**PROMPT:** Output only the lines from the start of the entries through the line holding "const DEFAULT_MIN_REASON_LENGTH: usize = 10;". Each line must match the original exactly.
--- DATA IN THIS EXERCISE Enclosed Below ---
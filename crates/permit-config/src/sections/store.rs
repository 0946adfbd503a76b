// Copyright (c) 2025 Geoffrey Huntley <ghuntley@ghuntley.com>. All rights reserved.
// SPDX-License-Identifier: Proprietary

//! Record store policy.

use serde::{Deserialize, Serialize};

const DEFAULT_MIN_REASON_LENGTH: usize = 10;
const DEFAULT_UPDATE_MAX_RETRIES: u32 = 3;

#[derive(Debug, Clone, Default, Serialize, Deserialize, PartialEq)]
pub struct StoreConfigLayer {
	pub min_reason_length: Option<usize>,
	pub update_max_retries: Option<u32>,
}

impl StoreConfigLayer {
	pub fn merge(&mut self, other: Self) {
		if other.min_reason_length.is_some() {
			self.min_reason_length = other.min_reason_length;
		}
		if other.update_max_retries.is_some() {
			self.update_max_retries = other.update_max_retries;
		}
	}

	pub fn finalize(self) -> StoreConfig {
		StoreConfig {
			min_reason_length: self
				.min_reason_length
				.unwrap_or(DEFAULT_MIN_REASON_LENGTH),
			update_max_retries: self
				.update_max_retries
				.unwrap_or(DEFAULT_UPDATE_MAX_RETRIES),
		}
	}
}

#[derive(Debug, Clone, Serialize, Deserialize, PartialEq)]
pub struct StoreConfig {
	/// Minimum justification length, in characters after trimming.
	pub min_reason_length: usize,
	/// Extra attempts `update` makes after losing a compare-and-swap.
	pub update_max_retries: u32,
}

impl Default for StoreConfig {
	fn default() -> Self {
		StoreConfigLayer::default().finalize()
	}
}

#[cfg(test)]
mod tests {
	use super::*;

	#[test]
	fn defaults() {
		let config = StoreConfig::default();
		assert_eq!(config.min_reason_length, 10);
		assert_eq!(config.update_max_retries, 3);
	}

	#[test]
	fn deserialize_and_finalize() {
		let layer: StoreConfigLayer = toml::from_str("min_reason_length = 20").unwrap();
		let config = layer.finalize();
		assert_eq!(config.min_reason_length, 20);
		assert_eq!(config.update_max_retries, 3);
	}
}
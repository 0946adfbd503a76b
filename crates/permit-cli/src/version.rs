// Copyright (c) 2025 Geoffrey Huntley <ghuntley@ghuntley.com>. All rights reserved.
// SPDX-License-Identifier: Proprietary

//! Build information.

pub fn format_version_info() -> String {
	format!(
		"permit version: {}\n\
		 Platform:       {}-{}",
		env!("CARGO_PKG_VERSION"),
		std::env::consts::OS,
		std::env::consts::ARCH,
	)
}
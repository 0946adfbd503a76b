// Copyright (c) 2025 Geoffrey Huntley <ghuntley@ghuntley.com>. All rights reserved.
// SPDX-License-Identifier: Proprietary

//! Filesystem locations: data directory, key directory, query log.

use std::path::PathBuf;

use serde::{Deserialize, Serialize};

fn default_data_dir() -> PathBuf {
	PathBuf::from("./data")
}

#[derive(Debug, Clone, Default, Serialize, Deserialize, PartialEq)]
pub struct PathsConfigLayer {
	pub data_dir: Option<PathBuf>,
	pub keys_dir: Option<PathBuf>,
	pub query_log_path: Option<PathBuf>,
}

impl PathsConfigLayer {
	pub fn merge(&mut self, other: Self) {
		if other.data_dir.is_some() {
			self.data_dir = other.data_dir;
		}
		if other.keys_dir.is_some() {
			self.keys_dir = other.keys_dir;
		}
		if other.query_log_path.is_some() {
			self.query_log_path = other.query_log_path;
		}
	}

	/// Unset locations are placed under `data_dir`.
	pub fn finalize(self) -> PathsConfig {
		let data_dir = self.data_dir.unwrap_or_else(default_data_dir);
		PathsConfig {
			keys_dir: self.keys_dir.unwrap_or_else(|| data_dir.join("keys")),
			query_log_path: self
				.query_log_path
				.unwrap_or_else(|| data_dir.join("queries.jsonl")),
			data_dir,
		}
	}
}

#[derive(Debug, Clone, Serialize, Deserialize, PartialEq)]
pub struct PathsConfig {
	pub data_dir: PathBuf,
	pub keys_dir: PathBuf,
	pub query_log_path: PathBuf,
}

impl Default for PathsConfig {
	fn default() -> Self {
		PathsConfigLayer::default().finalize()
	}
}
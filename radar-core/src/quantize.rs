use crate::error::FrameError;
use crate::palette::{Palette, Rgb};
use crate::raster::{IndexedRaster, RgbRaster};

/// Map every pixel to its nearest palette index with Floyd-Steinberg
/// error diffusion.
///
/// Pixels are visited in row-major order. Error is accumulated in integer
/// sixteenths, so identical inputs always give identical output. The
/// working color is clamped to 0..=255 before the nearest-color search and
/// the diffused error is taken from the clamped value.
pub fn quantize(image: &RgbRaster, palette: &Palette) -> Result<IndexedRaster, FrameError> {
    if palette.is_empty() {
        return Err(FrameError::InvalidPalette { len: 0 });
    }
    if image.width() == 0 || image.height() == 0 {
        return Err(FrameError::InvalidImage {
            width: image.width(),
            height: image.height(),
        });
    }

    let w = image.width() as usize;
    let h = image.height() as usize;
    let src = image.as_bytes();

    // Slot x + 1 holds pixel x; slots 0 and w + 1 absorb error that falls off the edges.
    let mut cur = vec![[0i32; 3]; w + 2];
    let mut next = vec![[0i32; 3]; w + 2];
    let mut out = Vec::with_capacity(w * h);

    for y in 0..h {
        for x in 0..w {
            let off = (y * w + x) * 3;
            let acc = cur[x + 1];
            let work = [
                (src[off] as i32 + diffused(acc[0])).clamp(0, 255),
                (src[off + 1] as i32 + diffused(acc[1])).clamp(0, 255),
                (src[off + 2] as i32 + diffused(acc[2])).clamp(0, 255),
            ];

            let index = palette.nearest(Rgb::new(work[0] as u8, work[1] as u8, work[2] as u8));
            let chosen = palette.colors()[index as usize];
            let err = [
                work[0] - chosen.r as i32,
                work[1] - chosen.g as i32,
                work[2] - chosen.b as i32,
            ];

            for c in 0..3 {
                cur[x + 2][c] += err[c] * 7;
                next[x][c] += err[c] * 3;
                next[x + 1][c] += err[c] * 5;
                next[x + 2][c] += err[c];
            }
            out.push(index);
        }
        std::mem::swap(&mut cur, &mut next);
        next.fill([0; 3]);
    }

    IndexedRaster::new(image.width(), image.height(), out)
}

/// Round an accumulated error in sixteenths to whole intensity steps.
fn diffused(acc: i32) -> i32 {
    (acc + 8).div_euclid(16)
}

#[cfg(test)]
mod tests {
    use super::*;
    use crate::palette::{BLACK, WHITE};

    fn gradient(width: u32, height: u32) -> RgbRaster {
        let mut data = Vec::new();
        for y in 0..height {
            for x in 0..width {
                data.push((x * 255 / (width - 1)) as u8);
                data.push((y * 255 / (height - 1)) as u8);
                data.push(((x + y) * 7 % 256) as u8);
            }
        }
        RgbRaster::new(width, height, data).unwrap()
    }

    #[test]
    fn deterministic() {
        let img = gradient(64, 40);
        let p = Palette::inky7();
        let a = quantize(&img, &p).unwrap();
        let b = quantize(&img, &p).unwrap();
        assert_eq!(a, b);
    }

    #[test]
    fn flat_palette_color_is_exact() {
        let p = Palette::inky7();
        for (k, &color) in p.colors().iter().enumerate() {
            let img = RgbRaster::filled(17, 9, color);
            let out = quantize(&img, &p).unwrap();
            assert!(out.indices().iter().all(|&i| i == k as u8), "color {k}");
        }
    }

    #[test]
    fn mid_gray_dithers_black_and_white() {
        let p = Palette::new(vec![Rgb::new(0, 0, 0), Rgb::new(255, 255, 255)]).unwrap();
        let img = RgbRaster::filled(32, 32, Rgb::new(128, 128, 128));
        let out = quantize(&img, &p).unwrap();
        let whites = out.indices().iter().filter(|&&i| i == WHITE).count();
        let blacks = out.indices().iter().filter(|&&i| i == BLACK).count();
        assert_eq!(whites + blacks, 32 * 32);
        // Roughly half of each, as the average intensity is preserved.
        assert!(whites > 450 && whites < 575, "whites = {whites}");
    }

    #[test]
    fn output_keeps_dimensions_and_range() {
        let img = gradient(33, 7);
        let p = Palette::inky7();
        let out = quantize(&img, &p).unwrap();
        assert_eq!((out.width(), out.height()), (33, 7));
        assert!(out.indices().iter().all(|&i| (i as usize) < p.len()));
    }

    #[test]
    fn zero_sized_image_rejected() {
        let img = RgbRaster::new(0, 10, Vec::new()).unwrap();
        assert!(matches!(
            quantize(&img, &Palette::inky7()),
            Err(FrameError::InvalidImage { width: 0, height: 10 })
        ));
    }

    #[test]
    fn diffused_rounds_both_signs() {
        assert_eq!(diffused(0), 0);
        assert_eq!(diffused(7), 0);
        assert_eq!(diffused(8), 1);
        assert_eq!(diffused(-8), 0);
        assert_eq!(diffused(-9), -1);
        assert_eq!(diffused(-16 * 5), -5);
    }
}
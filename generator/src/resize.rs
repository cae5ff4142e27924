use anyhow::Context;
use fast_image_resize::images::Image;
use fast_image_resize::{FilterType, PixelType, ResizeAlg, ResizeOptions, Resizer};
use image::{RgbImage, RgbaImage};

use crate::compose::CropBox;

/// Bilinear resizer for map imagery.
pub struct MapResizer {
    resizer: Resizer,
    alg: ResizeAlg,
}

impl MapResizer {
    pub fn new() -> Self {
        Self {
            resizer: Resizer::new(),
            alg: ResizeAlg::Convolution(FilterType::Bilinear),
        }
    }

    /// Resize an RGBA image, e.g. a precipitation layer onto the map's size.
    pub fn resize_rgba(&mut self, src: &RgbaImage, width: u32, height: u32) -> anyhow::Result<RgbaImage> {
        if src.dimensions() == (width, height) {
            return Ok(src.clone());
        }

        let src_image = Image::from_vec_u8(src.width(), src.height(), src.as_raw().clone(), PixelType::U8x4)
            .context("failed to create source image")?;
        let mut dst_image = Image::new(width, height, PixelType::U8x4);

        let options = ResizeOptions::new().resize_alg(self.alg);
        self.resizer
            .resize(&src_image, &mut dst_image, &options)
            .context("resize failed")?;

        RgbaImage::from_raw(width, height, dst_image.into_vec()).context("resized buffer has the wrong size")
    }

    /// Cut `crop` out of an RGB image and scale it to the panel size.
    pub fn crop_resize(&mut self, src: &RgbImage, crop: CropBox, width: u32, height: u32) -> anyhow::Result<RgbImage> {
        let src_image = Image::from_vec_u8(src.width(), src.height(), src.as_raw().clone(), PixelType::U8x3)
            .context("failed to create source image")?;
        let mut dst_image = Image::new(width, height, PixelType::U8x3);

        let options = ResizeOptions::new()
            .resize_alg(self.alg)
            .crop(crop.left, crop.top, crop.width, crop.height);
        self.resizer
            .resize(&src_image, &mut dst_image, &options)
            .context("resize failed")?;

        RgbImage::from_raw(width, height, dst_image.into_vec()).context("resized buffer has the wrong size")
    }
}
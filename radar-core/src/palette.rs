use serde::{Deserialize, Serialize};

use crate::error::FrameError;
use crate::format::PALETTE_SIZE;

pub const BLACK: u8 = 0;
pub const WHITE: u8 = 1;
pub const GREEN: u8 = 2;
pub const BLUE: u8 = 3;
pub const RED: u8 = 4;
pub const YELLOW: u8 = 5;
pub const ORANGE: u8 = 6;

/// An 8-bit RGB triple. Serializes as `[r, g, b]`.
#[derive(Clone, Copy, Debug, PartialEq, Eq, Hash, Serialize, Deserialize)]
#[serde(from = "[u8; 3]", into = "[u8; 3]")]
pub struct Rgb {
    pub r: u8,
    pub g: u8,
    pub b: u8,
}

impl Rgb {
    pub const fn new(r: u8, g: u8, b: u8) -> Self {
        Self { r, g, b }
    }

    /// Squared Euclidean distance in RGB space.
    pub fn distance_sq(self, other: Rgb) -> u32 {
        let dr = self.r as i32 - other.r as i32;
        let dg = self.g as i32 - other.g as i32;
        let db = self.b as i32 - other.b as i32;
        (dr * dr + dg * dg + db * db) as u32
    }
}

impl From<[u8; 3]> for Rgb {
    fn from(c: [u8; 3]) -> Self {
        Self::new(c[0], c[1], c[2])
    }
}

impl From<Rgb> for [u8; 3] {
    fn from(c: Rgb) -> Self {
        [c.r, c.g, c.b]
    }
}

const INKY7: [Rgb; PALETTE_SIZE] = [
    Rgb::new(0, 0, 0),
    Rgb::new(255, 255, 255),
    Rgb::new(0, 255, 0),
    Rgb::new(0, 0, 255),
    Rgb::new(255, 0, 0),
    Rgb::new(255, 255, 0),
    Rgb::new(255, 140, 0),
];

/// Ordered display colors. The position of a color is the index stored
/// in indexed rasters and framebuffers.
#[derive(Clone, Debug, PartialEq, Eq, Serialize, Deserialize)]
#[serde(try_from = "Vec<Rgb>", into = "Vec<Rgb>")]
pub struct Palette {
    colors: Vec<Rgb>,
}

impl Palette {
    pub fn new(colors: Vec<Rgb>) -> Result<Self, FrameError> {
        if colors.is_empty() || colors.len() > PALETTE_SIZE {
            return Err(FrameError::InvalidPalette { len: colors.len() });
        }
        Ok(Self { colors })
    }

    /// The 7-color ACeP panel palette: black, white, green, blue, red,
    /// yellow, orange.
    pub fn inky7() -> Self {
        Self {
            colors: INKY7.to_vec(),
        }
    }

    pub fn len(&self) -> usize {
        self.colors.len()
    }

    pub fn is_empty(&self) -> bool {
        self.colors.is_empty()
    }

    pub fn colors(&self) -> &[Rgb] {
        &self.colors
    }

    pub fn get(&self, index: u8) -> Option<Rgb> {
        self.colors.get(index as usize).copied()
    }

    /// Index of the closest color. Ties go to the lower index.
    pub fn nearest(&self, color: Rgb) -> u8 {
        self.colors
            .iter()
            .enumerate()
            .min_by_key(|(_, c)| c.distance_sq(color))
            .map(|(i, _)| i as u8)
            .unwrap_or(0)
    }
}

impl Default for Palette {
    fn default() -> Self {
        Self::inky7()
    }
}

impl TryFrom<Vec<Rgb>> for Palette {
    type Error = FrameError;

    fn try_from(colors: Vec<Rgb>) -> Result<Self, Self::Error> {
        Self::new(colors)
    }
}

impl From<Palette> for Vec<Rgb> {
    fn from(p: Palette) -> Self {
        p.colors
    }
}
use crate::decode::Spans;
use crate::error::FrameError;
use crate::raster::IndexedRaster;

/// Panel width in pixels.
pub const WIDTH: u16 = 800;
/// Panel height in pixels.
pub const HEIGHT: u16 = 480;
/// Bytes in a canonical framebuffer.
pub const FRAME_SIZE: usize = WIDTH as usize * HEIGHT as usize;
/// Number of colors a framebuffer byte may name (indices 0..=6).
pub const PALETTE_SIZE: usize = 7;

pub fn is_valid_index(value: u8) -> bool {
    (value as usize) < PALETTE_SIZE
}

/// A run of `len` pixels of one color starting at (`x`, `y`). Never
/// crosses a row boundary.
#[derive(Clone, Copy, Debug, PartialEq, Eq)]
pub struct ColorSpan {
    pub color: u8,
    pub len: u16,
    pub x: u16,
    pub y: u16,
}

impl ColorSpan {
    /// Column one past the last pixel of the span.
    pub fn end_x(&self) -> u16 {
        self.x + self.len
    }
}

/// Check that `bytes` is a complete framebuffer for `width` x `height`.
pub fn validate(bytes: &[u8], width: u16, height: u16) -> Result<(), FrameError> {
    let expected = width as usize * height as usize;
    if bytes.len() != expected {
        return Err(FrameError::TruncatedBuffer {
            expected,
            actual: bytes.len(),
        });
    }
    if let Some(offset) = bytes.iter().position(|&b| !is_valid_index(b)) {
        return Err(FrameError::InvalidPaletteIndex {
            value: bytes[offset],
            offset,
        });
    }
    Ok(())
}

/// A validated framebuffer: exactly `width * height` bytes, one palette
/// index per pixel, row-major, no header.
#[derive(Clone, Debug, PartialEq, Eq)]
pub struct Framebuffer {
    width: u16,
    height: u16,
    bytes: Vec<u8>,
}

impl Framebuffer {
    pub fn from_bytes(bytes: Vec<u8>, width: u16, height: u16) -> Result<Self, FrameError> {
        validate(&bytes, width, height)?;
        Ok(Self {
            width,
            height,
            bytes,
        })
    }

    pub(crate) fn from_validated(bytes: Vec<u8>, width: u16, height: u16) -> Self {
        Self {
            width,
            height,
            bytes,
        }
    }

    pub fn width(&self) -> u16 {
        self.width
    }

    pub fn height(&self) -> u16 {
        self.height
    }

    pub fn as_bytes(&self) -> &[u8] {
        &self.bytes
    }

    pub fn into_bytes(self) -> Vec<u8> {
        self.bytes
    }

    /// Iterate rows of `width` bytes.
    pub fn rows(&self) -> std::slice::Chunks<'_, u8> {
        self.bytes.chunks(self.width.max(1) as usize)
    }

    /// Lazily decode into color spans.
    pub fn spans(&self) -> Spans<'_> {
        Spans::new(&self.bytes, self.width)
    }

    /// Rebuild the indexed raster by painting every span.
    pub fn to_indexed(&self) -> IndexedRaster {
        let w = self.width as usize;
        let mut indices = vec![0u8; self.bytes.len()];
        for span in self.spans() {
            let start = span.y as usize * w + span.x as usize;
            indices[start..start + span.len as usize].fill(span.color);
        }
        IndexedRaster::from_parts(self.width as u32, self.height as u32, indices)
    }
}

#[cfg(test)]
mod tests {
    use super::*;

    #[test]
    fn canonical_size() {
        assert_eq!(FRAME_SIZE, 384_000);
    }

    #[test]
    fn validate_length_then_values() {
        assert!(validate(&[0, 1, 2, 3, 4, 5], 3, 2).is_ok());
        assert!(matches!(
            validate(&[0, 1, 2], 3, 2),
            Err(FrameError::TruncatedBuffer { expected: 6, actual: 3 })
        ));
        assert!(matches!(
            validate(&[0, 1, 2, 7, 4, 5], 3, 2),
            Err(FrameError::InvalidPaletteIndex { value: 7, offset: 3 })
        ));
    }

    #[test]
    fn rows_split_on_width() {
        let fb = Framebuffer::from_bytes(vec![0, 0, 1, 1, 1, 2], 3, 2).unwrap();
        let rows: Vec<&[u8]> = fb.rows().collect();
        assert_eq!(rows, vec![&[0, 0, 1][..], &[1, 1, 2][..]]);
    }

    #[test]
    fn to_indexed_repaints() {
        let bytes = vec![3, 3, 0, 6, 6, 6, 1, 2];
        let fb = Framebuffer::from_bytes(bytes.clone(), 4, 2).unwrap();
        let idx = fb.to_indexed();
        assert_eq!((idx.width(), idx.height()), (4, 2));
        assert_eq!(idx.indices(), &bytes[..]);
    }
}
--- End of Enclosed DATA IN THIS EXERCISE ---
**OUTPUT FOR THIS TASK:**
filename crates/permit-config/src/sections/store.rs
repository 0946adfbd503a76b
// Copyright (c) 2025 Geoffrey Huntley <ghuntley@ghuntley.com>. All rights reserved.
// SPDX-License-Identifier: Proprietary

//! Record store policy.

use serde::{Deserialize, Serialize};

const DEFAULT_MIN_REASON_LENGTH: usize = 10;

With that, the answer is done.